I believe punter11235 or someone else also claimed that there exist stronger bots than Claudico. I'm pretty skeptical of this. If the developers of one of these software tools really has a stronger bot, then I don't understand why they wouldn't have submitted it to the computer poker competition. Winning that would certainly boost visibility for their product. I would understand why someone who actually has a bot playing illegally for profit might want to keep a lower profile, and I admit this is a possibility, though I still think it is very unlikely that there exist any bots that are better than Claudico.
I think that with the right team working full-time on it, an agent could be created that beats the top humans in one year. But accounting for the limitations imposed within academia, I would guess that a timeline of 3-4 years is more realistic.
Some people have claimed that the fact that the developers modified the agent during the competition constitutes cheating. I completely disagree. There was no specification in the rules that were agreed upon that it was not allowed. The humans were very aware that we were making modifications, and they frequently commented on this throughout the competition, and you can also see Doug discuss this in his interview. They caught on to most of the changes surprisingly quickly. I have described some of the major modifications above in this post (these have already been brought up in this thread/Doug's interviews, and the approaches are described in publicly-available papers linked above). The humans made significant modifications to their strategies throughout the competition as well. From what I hear, they went over databases and discussed strategy for hours every night. The players in the same room often consulted with each other for key decisions. I personally think it was exciting to include these elements in the competition. But in any case, I think a future event should provide clear specifications as to what modifications are allowed on both sides.

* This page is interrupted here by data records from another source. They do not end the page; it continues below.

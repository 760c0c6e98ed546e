use crate::cli::log_pdb_warnings;
use clap::Parser;
use pdbsketch::{load_model, render_projections};
use std::path::{Path, PathBuf};
use tracing::{error, info, trace};

#[derive(Parser, Debug, Clone)]
#[command(version, about)]
pub(crate) struct Args {
    /// Path to the PDB or mmCIF file to be analyzed
    #[arg(short, long)]
    input: PathBuf,

    /// Path of the PNG image to write
    #[arg(short, long)]
    output: PathBuf,

    /// Figure title; defaults to the input file stem
    #[arg(long)]
    title: Option<String>,

    /// Image width in pixels
    #[arg(long, default_value_t = 1600)]
    width: u32,

    /// Image height in pixels
    #[arg(long, default_value_t = 900)]
    height: u32,
}

pub(crate) fn run(args: &Args) {
    trace!("{args:?}");

    // Make sure `input` exists
    let input_path = match Path::new(&args.input).canonicalize() {
        Ok(path) => path,
        Err(e) => {
            error!("Failed to retrieve input file: {}", e);
            return;
        }
    };
    let input_file: String = input_path.to_str().unwrap().parse().unwrap();

    let (pdb, pdb_warnings) = match load_model(&input_file) {
        Ok(res) => res,
        Err(errs) => {
            for e in &errs {
                error!("{e}");
            }
            return;
        }
    };
    log_pdb_warnings(&pdb_warnings);

    let title = args
        .title
        .clone()
        .unwrap_or_else(|| {
            input_path
                .file_stem()
                .unwrap()
                .to_string_lossy()
                .to_string()
        });

    // The bitmap backend does not create intermediate directories
    if let Some(parent) = args.output.parent() {
        let _ = std::fs::create_dir_all(parent);
    }

    match render_projections(&pdb, &title, &args.output, (args.width, args.height)) {
        Ok(()) => info!("Saved projection figure to {}", args.output.display()),
        Err(e) => error!("Failed to render figure: {}", e),
    }
}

Regarding statistical significance, Noam Brown summed up everything extremely well in his post, and I agree with much of what he said,
http://forumserver.twoplustwo.com/sh...postcount=1501. If I were the one writing the press release, I would have made the title: "Humans beat computers by an amount that is statistically significant at the 90% level but not at the 95% level!" I think it is misleading to flat-out call it a "tie" or even a "statistical tie," but many of the articles gave a pretty fair characterization of the results in my opinion.
I have recently completed my PhD and am not currently employed by Carnegie Mellon.
Last edited by Sam Ganzfried; 05-23-2015 at 01:45 AM.